THE TASK
Filter the entries down to the lines containing "StationDirectory", and copy those lines.

RECORDS SHOWN
<<<<

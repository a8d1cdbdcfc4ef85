use clap::{Parser, Subcommand};
use std::path::PathBuf;
use std::sync::Arc;
use std::sync::mpsc;
use wavecast::local_music::LocalMusicDriver;
use wavecast::scheduler::{PlaybackEvent, PlaybackScheduler};
use wavecast::segment::{AnnouncementConfig, SegmentKind, TrackConfig, VolumeDipConfig};
use wavecast::speech::CommandSpeechDriver;
use wavecast::station::StationDirectory;

#[derive(Parser)]
#[command(name = "wavecast", about = "Geolocated broadcast engine CLI")]
struct Cli {
    #[command(subcommand)]
    command: Commands,
}

#[derive(Subcommand)]
enum Commands {
    /// Show directory status
    Status,
    /// Station management
    Station {
        #[command(subcommand)]
        action: StationCmd,
    },
    /// Broadcast segment management
    Segment {
        #[command(subcommand)]
        action: SegmentCmd,
    },
    /// Play a station's broadcast
    Play {
        /// Station name
        station: String,
        /// Folder containing clip files (stem = source id)
        #[arg(short, long, default_value = "media")]
        media_folder: PathBuf,
        /// Text-to-speech program for announcements
        #[arg(long)]
        tts: Option<String>,
    },
}

#[derive(Subcommand)]
enum StationCmd {
    /// Publish a new station at the given coordinates
    Create {
        name: String,
        /// Latitude in degrees
        lat: f64,
        /// Longitude in degrees
        lng: f64,
        #[arg(short, long)]
        description: Option<String>,
        #[arg(short, long)]
        genre: Option<String>,
    },
    /// List all stations
    List,
    /// Remove a station
    Remove { name: String },
    /// Turn broadcast looping on or off
    Loop {
        name: String,
        /// "on" or "off"
        state: String,
    },
}

#[derive(Subcommand)]
enum SegmentCmd {
    /// Add a music track to a station's broadcast
    AddTrack {
        /// Station name
        station: String,
        /// Clip source id or URL
        source: String,
        /// Display title
        #[arg(short, long)]
        title: Option<String>,
        /// Start offset in seconds
        #[arg(long, default_value = "0")]
        start: f32,
        /// End offset in seconds (0 = play to the natural end)
        #[arg(long, default_value = "0")]
        end: f32,
        /// Fade-in duration in seconds
        #[arg(long, default_value = "0")]
        fade_in: f32,
        /// Fade-out duration in seconds
        #[arg(long, default_value = "2")]
        fade_out: f32,
    },
    /// Add a spoken announcement
    AddAnnouncement {
        /// Station name
        station: String,
        /// Text to speak
        text: String,
        /// Voice selector passed to the speech engine
        #[arg(short, long)]
        voice: Option<String>,
        /// Lower the music while speaking
        #[arg(long)]
        duck: bool,
        /// Volume the music is held at while ducked (0-100)
        #[arg(long, default_value = "20")]
        duck_volume: f32,
    },
    /// Add a volume dip
    AddDip {
        /// Station name
        station: String,
        /// Target volume (0-100)
        volume: f32,
        /// Hold duration in seconds
        duration: f32,
    },
    /// Show a station's broadcast sequence
    List {
        /// Station name
        station: String,
    },
    /// Move a segment from one position to another (1-based)
    Move {
        /// Station name
        station: String,
        from: usize,
        to: usize,
    },
    /// Remove a segment by ID
    Remove {
        /// Station name
        station: String,
        /// Segment ID (see 'segment list')
        id: u32,
    },
}

fn main() {
    let cli = Cli::parse();
    let state_path = StationDirectory::default_path();
    let mut directory = StationDirectory::load(&state_path);

    match cli.command {
        Commands::Status => {
            println!("waveCast engine v{}", env!("CARGO_PKG_VERSION"));
            let segment_total: usize = directory
                .stations
                .iter()
                .map(|s| s.broadcast.segment_count())
                .sum();
            println!(
                "Stations: {} | Segments: {} | State: {}",
                directory.stations.len(),
                segment_total,
                state_path.display()
            );
        }

        Commands::Station { action } => match action {
            StationCmd::Create {
                name,
                lat,
                lng,
                description,
                genre,
            } => {
                if directory.find_station(&name).is_some() {
                    eprintln!("Error: station '{}' already exists", name);
                    std::process::exit(1);
                }
                if !(-90.0..=90.0).contains(&lat) || !(-180.0..=180.0).contains(&lng) {
                    eprintln!("Error: coordinates out of range (lat -90..90, lng -180..180)");
                    std::process::exit(1);
                }
                let id = directory.create_station(name.clone(), lat, lng);
                if let Some(station) = directory.find_station_mut(&name) {
                    if let Some(d) = description {
                        station.description = d;
                    }
                    if let Some(g) = genre {
                        station.genre = g;
                    }
                }
                save_or_die(&directory, &state_path);
                println!("Published station '{}' (id: {}) at {}, {}", name, id, lat, lng);
            }
            StationCmd::List => {
                if directory.stations.is_empty() {
                    println!("No stations. Use 'station create <name> <lat> <lng>' to publish one.");
                    return;
                }
                for station in &directory.stations {
                    let looping = if station.broadcast.loop_enabled {
                        "loop"
                    } else {
                        "once"
                    };
                    let genre = if station.genre.is_empty() {
                        String::new()
                    } else {
                        format!(" [{}]", station.genre)
                    };
                    println!(
                        "[{}] {}{} — {} segment(s), {} ({}, {})",
                        station.id,
                        station.name,
                        genre,
                        station.broadcast.segment_count(),
                        looping,
                        station.lat,
                        station.lng
                    );
                }
            }
            StationCmd::Remove { name } => match directory.remove_station(&name) {
                Ok(station) => {
                    save_or_die(&directory, &state_path);
                    println!("Removed station '{}'", station.name);
                }
                Err(e) => {
                    eprintln!("Error: {}", e);
                    std::process::exit(1);
                }
            },
            StationCmd::Loop { name, state } => {
                let enabled = match state.to_lowercase().as_str() {
                    "on" | "true" | "yes" => true,
                    "off" | "false" | "no" => false,
                    other => {
                        eprintln!("Error: loop state must be 'on' or 'off', got '{}'", other);
                        std::process::exit(1);
                    }
                };
                let station = match directory.find_station_mut(&name) {
                    Some(s) => s,
                    None => {
                        eprintln!("Error: station '{}' not found", name);
                        std::process::exit(1);
                    }
                };
                station.broadcast.loop_enabled = enabled;
                save_or_die(&directory, &state_path);
                println!(
                    "Looping {} for '{}'",
                    if enabled { "enabled" } else { "disabled" },
                    name
                );
            }
        },

        Commands::Segment { action } => match action {
            SegmentCmd::AddTrack {
                station,
                source,
                title,
                start,
                end,
                fade_in,
                fade_out,
            } => {
                if start < 0.0 || end < 0.0 || fade_in < 0.0 || fade_out < 0.0 {
                    eprintln!("Error: offsets and fades must be >= 0");
                    std::process::exit(1);
                }
                let st = find_station_or_die(&mut directory, &station);
                let id = st.broadcast.add_segment(SegmentKind::Track(TrackConfig {
                    source,
                    title: title.unwrap_or_default(),
                    start_offset: start,
                    end_offset: end,
                    fade_in,
                    fade_out,
                }));
                save_or_die(&directory, &state_path);
                println!("Added track segment #{} to '{}'", id, station);
            }
            SegmentCmd::AddAnnouncement {
                station,
                text,
                voice,
                duck,
                duck_volume,
            } => {
                if !(0.0..=100.0).contains(&duck_volume) {
                    eprintln!("Error: duck volume must be 0-100");
                    std::process::exit(1);
                }
                let st = find_station_or_die(&mut directory, &station);
                let id = st
                    .broadcast
                    .add_segment(SegmentKind::Announcement(AnnouncementConfig {
                        text,
                        voice,
                        duck_music: duck,
                        duck_volume,
                    }));
                save_or_die(&directory, &state_path);
                println!("Added announcement segment #{} to '{}'", id, station);
            }
            SegmentCmd::AddDip {
                station,
                volume,
                duration,
            } => {
                if !(0.0..=100.0).contains(&volume) {
                    eprintln!("Error: dip volume must be 0-100");
                    std::process::exit(1);
                }
                if duration <= 0.0 {
                    eprintln!("Error: dip duration must be > 0");
                    std::process::exit(1);
                }
                let st = find_station_or_die(&mut directory, &station);
                let id = st
                    .broadcast
                    .add_segment(SegmentKind::VolumeDip(VolumeDipConfig { volume, duration }));
                save_or_die(&directory, &state_path);
                println!("Added volume dip segment #{} to '{}'", id, station);
            }
            SegmentCmd::List { station } => {
                let st = match directory.find_station(&station) {
                    Some(s) => s,
                    None => {
                        eprintln!("Error: station '{}' not found", station);
                        std::process::exit(1);
                    }
                };
                if st.broadcast.is_empty() {
                    println!("Broadcast for '{}' is empty.", st.name);
                    return;
                }
                let looping = if st.broadcast.loop_enabled { "loop" } else { "once" };
                println!(
                    "Broadcast for '{}' ({} segments, {})",
                    st.name,
                    st.broadcast.segment_count(),
                    looping
                );
                for (i, segment) in st.broadcast.segments_in_order().iter().enumerate() {
                    println!(
                        "{:<3} #{:<4} {:<12} {}",
                        i + 1,
                        segment.id,
                        segment.kind.name(),
                        segment.summary()
                    );
                }
            }
            SegmentCmd::Move { station, from, to } => {
                if from == 0 || to == 0 {
                    eprintln!("Error: positions are 1-based");
                    std::process::exit(1);
                }
                let st = find_station_or_die(&mut directory, &station);
                match st.broadcast.move_segment(from - 1, to - 1) {
                    Ok(()) => {
                        save_or_die(&directory, &state_path);
                        println!("Moved segment {} → {} in '{}'", from, to, station);
                    }
                    Err(e) => {
                        eprintln!("Error: {}", e);
                        std::process::exit(1);
                    }
                }
            }
            SegmentCmd::Remove { station, id } => {
                let st = find_station_or_die(&mut directory, &station);
                match st.broadcast.remove_segment(id) {
                    Ok(segment) => {
                        save_or_die(&directory, &state_path);
                        println!("Removed segment #{}: {}", id, segment.summary());
                    }
                    Err(e) => {
                        eprintln!("Error: {}", e);
                        std::process::exit(1);
                    }
                }
            }
        },

        Commands::Play {
            station,
            media_folder,
            tts,
        } => {
            let (segments, loop_enabled) = match directory.snapshot(&station) {
                Some(snapshot) => snapshot,
                None => {
                    eprintln!("Error: station '{}' not found", station);
                    std::process::exit(1);
                }
            };

            let music = Arc::new(LocalMusicDriver::new(media_folder));
            let speech: Arc<CommandSpeechDriver> = Arc::new(match tts {
                Some(program) => CommandSpeechDriver::with_program(&program),
                None => CommandSpeechDriver::new(),
            });

            // Terminal events unblock the main thread; per-segment events
            // are printed as they happen.
            let (done_tx, done_rx) = mpsc::channel::<PlaybackEvent>();
            let scheduler = PlaybackScheduler::new(music, speech, move |event| {
                match &event {
                    PlaybackEvent::SegmentStarted { index, kind, .. } => {
                        println!("  [{}] {}", index + 1, kind);
                    }
                    PlaybackEvent::BroadcastEnded => println!("Broadcast ended."),
                    PlaybackEvent::Stopped => println!("Stopped."),
                }
                if !matches!(event, PlaybackEvent::SegmentStarted { .. }) {
                    let _ = done_tx.send(event);
                }
            });

            let looping = if loop_enabled { " (looping)" } else { "" };
            println!(
                "Playing broadcast for '{}'{} — {} segment(s)...",
                station,
                looping,
                segments.len()
            );
            if let Err(e) = scheduler.start(segments, loop_enabled) {
                eprintln!("Error: {}", e);
                std::process::exit(1);
            }

            // Block until the session ends or is stopped.
            let _ = done_rx.recv();
        }
    }
}

fn find_station_or_die<'a>(
    directory: &'a mut StationDirectory,
    name: &str,
) -> &'a mut wavecast::station::Station {
    match directory.find_station_mut(name) {
        Some(s) => s,
        None => {
            eprintln!("Error: station '{}' not found", name);
            std::process::exit(1);
        }
    }
}

fn save_or_die(directory: &StationDirectory, path: &std::path::Path) {
    if let Err(e) = directory.save(path) {
        eprintln!("Error: {}", e);
        std::process::exit(1);
    }
}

>>>>

WORKED SOLUTION
use wavecast::station::StationDirectory;
    let state_path = StationDirectory::default_path();
    let mut directory = StationDirectory::load(&state_path);
    directory: &'a mut StationDirectory,
fn save_or_die(directory: &StationDirectory, path: &std::path::Path) {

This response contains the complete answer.